Rusya, Baltık Denizi’nde düzenlediği geniş kapsamlı “July Storm” (Temmuz Fırtınası) tatbikatında yeni bir patlayıcı yüklü insansız deniz aracını (İDA) tanıtarak dikkat çekici bir güç gösterisi gerçekleştirdi. Rusya Savunma Bakanlığı tarafından yayımlanan görüntülerde, küçük boyutlu, mürettebatsız bir deniz aracının süratle sahte bir hedefe yönelerek güçlü bir patlama gerçekleştirdiği görülüyor. Bu gösterim, taktiksel bir atılım olmaktan ziyade, Rusya’nın deniz gücünü vurgulayan bir stratejik iletişim mesajı olarak değerlendiriliyor.
Görüntülerde deniz aracının sabit bir hedefe, savunma sistemlerinden yoksun sakin sularda saldırdığı göz önüne alındığında, senaryonun önceden kurgulanmış ve kontrollü olduğu anlaşılıyor.

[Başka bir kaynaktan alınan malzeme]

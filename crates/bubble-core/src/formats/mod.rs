//! # Export Formats
//!
//! Text renderings of a finished [`PowerGraph`].
//!
//! Renderers only read the public accessors of the model. File output is
//! the app layer's business.
//!
//! - `bubble`: re-serialisation, reloadable
//! - `dot`: Graphviz, powernodes as nested clusters
//! - `gexf`: GEXF 1.2 draft, powernodes as nested nodes
//!
//! Containment is walked recursively with a visited set, so cyclic
//! containment renders every identifier once and terminates.

pub mod bubble;
pub mod dot;
pub mod gexf;

use crate::{BubbleError, PowerGraph};
use serde::{Deserialize, Serialize};
use std::fmt;
use std::str::FromStr;

pub use bubble::to_bubble;
pub use dot::to_dot;
pub use gexf::to_gexf;

/// Supported export formats.
#[derive(Debug, Clone, Copy, PartialEq, Eq, Hash, Default, Serialize, Deserialize)]
#[serde(rename_all = "lowercase")]
pub enum ExportFormat {
    Bubble,
    #[default]
    Dot,
    Gexf,
}

impl ExportFormat {
    pub const ALL: [ExportFormat; 3] = [ExportFormat::Bubble, ExportFormat::Dot, ExportFormat::Gexf];

    #[must_use]
    pub fn as_str(&self) -> &'static str {
        match self {
            ExportFormat::Bubble => "bubble",
            ExportFormat::Dot => "dot",
            ExportFormat::Gexf => "gexf",
        }
    }

    /// Conventional file extension, without the dot.
    #[must_use]
    pub fn extension(&self) -> &'static str {
        match self {
            ExportFormat::Bubble => "bbl",
            ExportFormat::Dot => "dot",
            ExportFormat::Gexf => "gexf",
        }
    }

    /// Guess a format from a file extension (case-insensitive).
    #[must_use]
    pub fn from_extension(extension: &str) -> Option<Self> {
        match extension.to_lowercase().as_str() {
            "bbl" | "bubble" => Some(ExportFormat::Bubble),
            "dot" | "gv" => Some(ExportFormat::Dot),
            "gexf" => Some(ExportFormat::Gexf),
            _ => None,
        }
    }

    /// Render a graph in this format.
    ///
    /// `declarations` only affects the bubble format: it prepends NODE and
    /// SET lines so isolated nodes and empty powernodes survive a reload.
    #[must_use]
    pub fn render(&self, graph: &PowerGraph, declarations: bool) -> String {
        match self {
            ExportFormat::Bubble => to_bubble(graph, declarations),
            ExportFormat::Dot => to_dot(graph),
            ExportFormat::Gexf => to_gexf(graph),
        }
    }
}

impl fmt::Display for ExportFormat {
    fn fmt(&self, f: &mut fmt::Formatter<'_>) -> fmt::Result {
        f.write_str(self.as_str())
    }
}

impl FromStr for ExportFormat {
    type Err = BubbleError;

    fn from_str(s: &str) -> Result<Self, Self::Err> {
        match s.to_lowercase().as_str() {
            "bubble" | "bbl" => Ok(ExportFormat::Bubble),
            "dot" => Ok(ExportFormat::Dot),
            "gexf" => Ok(ExportFormat::Gexf),
            _ => Err(BubbleError::UnknownFormat(s.to_string())),
        }
    }
}

// =============================================================================
// SHARED TRAVERSAL
// =============================================================================

/// Identifiers to start rendering from: roots first, then whatever the
/// roots do not reach (cyclic containment, members of a NODE-declared
/// container), powernodes before nodes. Renderers skip what they already
/// visited.
fn top_level(graph: &PowerGraph) -> impl Iterator<Item = &str> {
    graph
        .roots()
        .iter()
        .map(String::as_str)
        .chain(graph.powernodes())
        .chain(graph.nodes())
}

/// Edges to render: every pair when oriented, each unordered pair once
/// otherwise.
fn edge_pairs(graph: &PowerGraph) -> Vec<(&str, &str)> {
    graph
        .edges()
        .iter()
        .flat_map(|(source, targets)| {
            targets
                .iter()
                .map(move |target| (source.as_str(), target.as_str()))
        })
        .filter(|(source, target)| graph.oriented() || source <= target)
        .collect()
}

fn is_powernode(graph: &PowerGraph, id: &str) -> bool {
    graph.is_powernode(id).unwrap_or(false)
}

// =============================================================================
// TESTS
// =============================================================================
//! # Validator
//!
//! Structural health checks over bubble lines.
//!
//! - Findings are data (`Diagnostic`), never errors
//! - Every check runs; nothing aborts the pass early
//! - Output order is deterministic for a given input

use crate::graph;
use crate::primitives::TOP_LEVEL;
use crate::{PowerGraph, Record, RecordKind, classifier};
use serde::{Deserialize, Serialize};
use std::collections::{BTreeMap, BTreeSet};
use std::fmt;

// =============================================================================
// DIAGNOSTICS
// =============================================================================

/// Severity of a diagnostic.
#[derive(Debug, Clone, Copy, PartialEq, Eq, PartialOrd, Ord, Hash, Serialize, Deserialize)]
#[serde(rename_all = "UPPERCASE")]
pub enum Level {
    Info,
    Warning,
    Error,
}

impl fmt::Display for Level {
    fn fmt(&self, f: &mut fmt::Formatter<'_>) -> fmt::Result {
        f.write_str(match self {
            Level::Info => "INFO",
            Level::Warning => "WARNING",
            Level::Error => "ERROR",
        })
    }
}

/// One validation finding. Displays as `LEVEL message`.
#[derive(Debug, Clone, PartialEq, Eq, Serialize, Deserialize)]
pub struct Diagnostic {
    pub level: Level,
    pub message: String,
}

impl Diagnostic {
    #[must_use]
    pub fn info(message: impl Into<String>) -> Self {
        Self {
            level: Level::Info,
            message: message.into(),
        }
    }

    #[must_use]
    pub fn warning(message: impl Into<String>) -> Self {
        Self {
            level: Level::Warning,
            message: message.into(),
        }
    }

    #[must_use]
    pub fn error(message: impl Into<String>) -> Self {
        Self {
            level: Level::Error,
            message: message.into(),
        }
    }

    #[must_use]
    pub fn is_error(&self) -> bool {
        self.level == Level::Error
    }
}

impl fmt::Display for Diagnostic {
    fn fmt(&self, f: &mut fmt::Formatter<'_>) -> fmt::Result {
        write!(f, "{} {}", self.level, self.message)
    }
}

/// True if at least one diagnostic is an error.
#[must_use]
pub fn has_errors(diagnostics: &[Diagnostic]) -> bool {
    diagnostics.iter().any(Diagnostic::is_error)
}

/// `{a, b, c}`
fn fmt_set<'a>(items: impl IntoIterator<Item = &'a str>) -> String {
    let items: Vec<&str> = items.into_iter().collect();
    format!("{{{}}}", items.join(", "))
}

// =============================================================================
// ENTRY POINT
// =============================================================================

/// Validate bubble lines.
///
/// With `profiling`, INFO lines describing the input and the model are
/// emitted as well. ERROR lines are reported and otherwise ignored: the
/// model is built from the valid records only, unoriented.
pub fn validate<'a, I>(lines: I, profiling: bool) -> Vec<Diagnostic>
where
    I: IntoIterator<Item = &'a str>,
{
    let records: Vec<Record> = classifier::classify_all(lines).collect();
    let mut diagnostics = Vec::new();

    let mut counts: BTreeMap<RecordKind, usize> = BTreeMap::new();
    for record in &records {
        let count = counts.entry(record.kind()).or_default();
        *count = count.saturating_add(1);
    }
    let count_of = |kind: RecordKind| counts.get(&kind).copied().unwrap_or(0);

    if profiling {
        for (kind, count) in &counts {
            diagnostics.push(Diagnostic::info(format!("{} lines of type {}", count, kind)));
        }
        let payload: usize = counts
            .iter()
            .filter(|(kind, _)| kind.is_payload())
            .map(|(_, count)| count)
            .sum();
        diagnostics.push(Diagnostic::info(format!("{} lines of payload", payload)));
    }

    for record in &records {
        if let Record::Error { raw } = record {
            diagnostics.push(Diagnostic::error(format!("line is not bubble: \"{}\"", raw)));
        }
    }
    diagnostics.extend(declaration_validation(&records));

    let graph = PowerGraph::from_records_lenient(&records, false);
    let components = graph.connected_components();
    tracing::debug!(
        records = records.len(),
        components = components.len(),
        "validating power graph"
    );

    if profiling {
        diagnostics.push(Diagnostic::info(format!(
            "{} top (power)nodes",
            graph.roots().len()
        )));
        diagnostics.push(Diagnostic::info(format!(
            "{} connected components",
            components.len()
        )));
        diagnostics.push(Diagnostic::info(format!(
            "{} nodes are defined, {} are used",
            count_of(RecordKind::Node),
            graph.node_count()
        )));
        diagnostics.push(Diagnostic::info(format!(
            "{} powernodes are defined, {} are used",
            count_of(RecordKind::Set),
            graph.powernode_count()
        )));
    }

    diagnostics.extend(inclusions_validation(&graph));
    diagnostics.extend(mergeability_validation(&graph));
    diagnostics
}

// =============================================================================
// CHECKS
// =============================================================================

/// Identifiers declared by NODE but used as IN containers.
pub fn declaration_validation(records: &[Record]) -> Vec<Diagnostic> {
    let declared: BTreeSet<&str> = records
        .iter()
        .filter_map(|record| match record {
            Record::Node { name } => Some(name.as_str()),
            _ => None,
        })
        .collect();
    let mut members: BTreeMap<&str, BTreeSet<&str>> = BTreeMap::new();
    for record in records {
        if let Record::In {
            contained,
            container,
        } = record
        {
            if declared.contains(container.as_str()) {
                members
                    .entry(container.as_str())
                    .or_default()
                    .insert(contained.as_str());
            }
        }
    }
    members
        .into_iter()
        .map(|(name, contained)| {
            Diagnostic::error(format!(
                "node used as container: {} is declared as a node, but contains {}",
                name,
                fmt_set(contained)
            ))
        })
        .collect()
}

/// Overlaps, inconsistencies, empty and singleton powernodes, and cycles
/// in the containment relation.
///
/// The pairwise overlap check is quadratic in the number of powernodes.
pub fn inclusions_validation(graph: &PowerGraph) -> Vec<Diagnostic> {
    let mut diagnostics = Vec::new();

    // nodes contain nothing, so only powernode pairs can share descendants
    let descendants: BTreeMap<&str, BTreeSet<&str>> = graph
        .powernodes()
        .map(|name| (name, graph.descendants(name).unwrap_or_default()))
        .collect();
    let names: Vec<&str> = descendants.keys().copied().collect();

    for (i, one) in names.iter().enumerate() {
        for two in names.iter().skip(i.saturating_add(1)) {
            let (Some(one_inc), Some(two_inc)) = (descendants.get(one), descendants.get(two))
            else {
                continue;
            };
            let common: BTreeSet<&str> = one_inc.intersection(two_inc).copied().collect();
            if common.is_empty() {
                continue;
            }
            if common == *one_inc {
                if !two_inc.contains(one) {
                    diagnostics.push(inconsistency(one, two));
                }
            } else if common == *two_inc {
                if !one_inc.contains(two) {
                    diagnostics.push(inconsistency(two, one));
                }
            } else {
                diagnostics.push(Diagnostic::error(format!(
                    "overlapping powernodes: {} nodes are shared by {} and {}, \
                     which are not in inclusion. Shared nodes are {}",
                    common.len(),
                    one,
                    two,
                    fmt_set(common.iter().copied())
                )));
            }
        }
    }

    for name in graph.powernodes() {
        let Some(members) = graph.inclusions().get(name) else {
            continue;
        };
        match members.len() {
            0 => diagnostics.push(Diagnostic::warning(format!(
                "empty powernode: {} is defined, but contains nothing",
                name
            ))),
            1 => diagnostics.push(Diagnostic::warning(format!(
                "singleton powernode: {} is defined, but contains only {}",
                name,
                fmt_set(members.iter().map(String::as_str))
            ))),
            _ => {}
        }
    }

    let in_cycles = graph::detect_cycle(graph.inclusions());
    if !in_cycles.is_empty() {
        diagnostics.push(Diagnostic::error(format!(
            "inclusion cycle: the following {} nodes are involved: {}",
            in_cycles.len(),
            fmt_set(in_cycles.iter().map(String::as_str))
        )));
    }

    diagnostics
}

fn inconsistency(inner: &str, outer: &str) -> Diagnostic {
    Diagnostic::error(format!(
        "inconsistency in inclusions: {} is both included and not included in {}.",
        inner, outer
    ))
}

/// Siblings sharing at least one edge neighbour.
///
/// Siblings are the direct members of one powernode, or the roots. Such a
/// pair could be merged into a single powernode with one power edge.
pub fn mergeability_validation(graph: &PowerGraph) -> Vec<Diagnostic> {
    let mut groups: Vec<(String, Vec<&str>)> = vec![(
        TOP_LEVEL.to_string(),
        graph.roots().iter().map(String::as_str).collect(),
    )];
    for name in graph.powernodes() {
        if let Some(members) = graph.inclusions().get(name) {
            groups.push((
                format!("powernode {}", name),
                members.iter().map(String::as_str).collect(),
            ));
        }
    }

    let mut diagnostics = Vec::new();
    for (level, siblings) in &groups {
        for (i, one) in siblings.iter().enumerate() {
            let Some(one_neighbors) = graph.edges().get(*one) else {
                continue;
            };
            for two in siblings.iter().skip(i.saturating_add(1)) {
                let Some(two_neighbors) = graph.edges().get(*two) else {
                    continue;
                };
                let shared: BTreeSet<&str> = one_neighbors
                    .intersection(two_neighbors)
                    .map(String::as_str)
                    .filter(|neighbor| neighbor != one && neighbor != two)
                    .collect();
                if shared.is_empty() {
                    continue;
                }
                let both_nodes = graph.is_node(one).unwrap_or(false)
                    && graph.is_node(two).unwrap_or(false);
                diagnostics.push(Diagnostic::warning(format!(
                    "mergeable {}: {} and {} in {} share {} neighbors: {}",
                    if both_nodes { "nodes" } else { "powernodes" },
                    one,
                    two,
                    level,
                    shared.len(),
                    fmt_set(shared.iter().copied())
                )));
            }
        }
    }
    diagnostics
}

// =============================================================================
// TESTS
// =============================================================================
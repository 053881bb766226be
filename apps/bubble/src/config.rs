//! # Configuration
//!
//! Settings layered as: built-in defaults, then an optional TOML file, then
//! command-line flags (applied by the CLI).
//!
//! ```toml
//! oriented = false
//! profiling = false
//! format = "gexf"
//! declarations = true
//! ```

use bubble_core::{BubbleError, ExportFormat};
use serde::{Deserialize, Serialize};
use std::path::Path;

/// Config file picked up from the working directory when `--config` is absent.
pub const DEFAULT_CONFIG_FILE: &str = "bubble.toml";

/// Maximum config file size (1 MB).
const MAX_CONFIG_FILE_SIZE: u64 = 1024 * 1024;

/// Settings shared by every command.
#[derive(Debug, Clone, PartialEq, Eq, Serialize, Deserialize)]
#[serde(default, deny_unknown_fields)]
pub struct BubbleConfig {
    /// Keep edges directed.
    pub oriented: bool,
    /// Emit INFO diagnostics when validating.
    pub profiling: bool,
    /// Export format. Unset means: guess from the output file extension,
    /// then fall back to dot.
    #[serde(skip_serializing_if = "Option::is_none")]
    pub format: Option<ExportFormat>,
    /// Write NODE/SET declarations in bubble exports.
    pub declarations: bool,
}

impl Default for BubbleConfig {
    fn default() -> Self {
        Self {
            oriented: false,
            profiling: false,
            format: None,
            declarations: true,
        }
    }
}

impl BubbleConfig {
    /// Parse a TOML document. Missing keys keep their default.
    pub fn from_toml(text: &str) -> Result<Self, BubbleError> {
        toml::from_str(text)
            .map_err(|e| BubbleError::SerializationError(format!("Invalid config: {}", e)))
    }

    /// Load the config layer.
    ///
    /// An explicit path must exist. Without one, [`DEFAULT_CONFIG_FILE`] is
    /// read when present in the working directory, else defaults apply.
    pub fn load(path: Option<&Path>) -> Result<Self, BubbleError> {
        let path = match path {
            Some(path) => path,
            None => {
                let default = Path::new(DEFAULT_CONFIG_FILE);
                if !default.is_file() {
                    tracing::debug!("no {} found, using defaults", DEFAULT_CONFIG_FILE);
                    return Ok(Self::default());
                }
                default
            }
        };

        let metadata = std::fs::metadata(path).map_err(|e| {
            BubbleError::IoError(format!("Cannot read config '{}': {}", path.display(), e))
        })?;
        if metadata.len() > MAX_CONFIG_FILE_SIZE {
            return Err(BubbleError::SerializationError(format!(
                "Config file size {} bytes exceeds maximum allowed {} bytes",
                metadata.len(),
                MAX_CONFIG_FILE_SIZE
            )));
        }
        let text = std::fs::read_to_string(path).map_err(|e| {
            BubbleError::IoError(format!("Cannot read config '{}': {}", path.display(), e))
        })?;

        let config = Self::from_toml(&text)?;
        tracing::debug!(path = %path.display(), ?config, "config loaded");
        Ok(config)
    }
}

Buna rağmen, patlayıcının etkisi kayda değerdi. Kremlin yanlısı askeri yorumcular, aracın 24 saate kadar otonom çalışabildiğini ve 300 kilometreden fazla menzile sahip olduğunu ileri sürdü. Bu iddialar doğrulanmamış olsa da, teorik olarak Kırım’dan yola çıkan bir İDA’nın Odesa veya İzmail gibi limanları vurma kapasitesi olabileceği öne sürülüyor.
Savunma Bakanlığı, aracın teknik ismini açıklamazken, tatbikat sırasında farklı tipte FPV dronlar, keşif helikopterleri, hava ve su altı araçlarının da test edildiğini bildirdi. Çok platformlu bu uygulama, entegre insansız harp yeteneklerinin geliştirilmesine yönelik bir çaba olarak görülüyor. Başkan Vladimir Putin, yaptığı açıklamada tatbikatın amacının deniz kuvvetlerini “karmaşık ve asimetrik görev senaryolarına” karşı hazırlıklı hale getirmek olduğunu belirtti. Ayrıca Ukrayna’daki savaştan edinilen tecrübelerin bu tatbikata entegre edildiğini vurguladı.
Uzmanlar, bu gösterinin doğrudan Ukrayna’yı hedef almadığı görüşünde. Ukrayna, savaşın başlarında kalan donanmasını kendi elleriyle imha etmişti ve artık klasik bir deniz kuvveti bulunmuyor. Kiev yönetimi, bu boşluğu asimetrik taktiklerle, yani deniz dronları ve füze saldırılarıyla kapattı. Bu taktikler, Rusya’nın Karadeniz filosuna ciddi kayıplar verdirirken, Moskova’yı Sevastopol’dan Novorossiysk’e geri çekilmeye zorladı.
Bu bağlamda, Rusya’nın patlayıcı yüklü deniz dronlarıyla gerçekleştirdiği tatbikatlar, konvansiyonel bir donanma gücüne sahip rakiplere yönelik hazırlanmış gibi görünüyor. NATO’nun, özellikle İHA ve İDA tehditlerine karşı savunma konseptini güncellediği göz önüne alındığında, Rusya’nın bu gösterimi, yüksek yoğunluklu deniz muharebelerine hazırlık niteliği taşıyor. Tatbikatta ayrıca denizaltı savunması, mayın döşeme ve füze saldırısı gibi senaryoların da yer alması, bunun yalnızca bir teknoloji tanıtımı değil, doktrinsel bir dönüşüm anlamına geldiğini ortaya koyuyor.
Rusya’nın “July Storm” tatbikatı, Karadeniz’de Ukrayna karşısında yaşadığı zorluklardan çıkarılan dersleri NATO’ya karşı doktrinsel bir avantaja dönüştürme çabasını temsil ediyor. İnsansız deniz harp sistemlerinin küresel ölçekte hızla yaygınlaştığı günümüzde, Moskova da geleceğin deniz savaş ortamına hazırlanma kararlılığını bu tatbikatla ortaya koymuş oldu.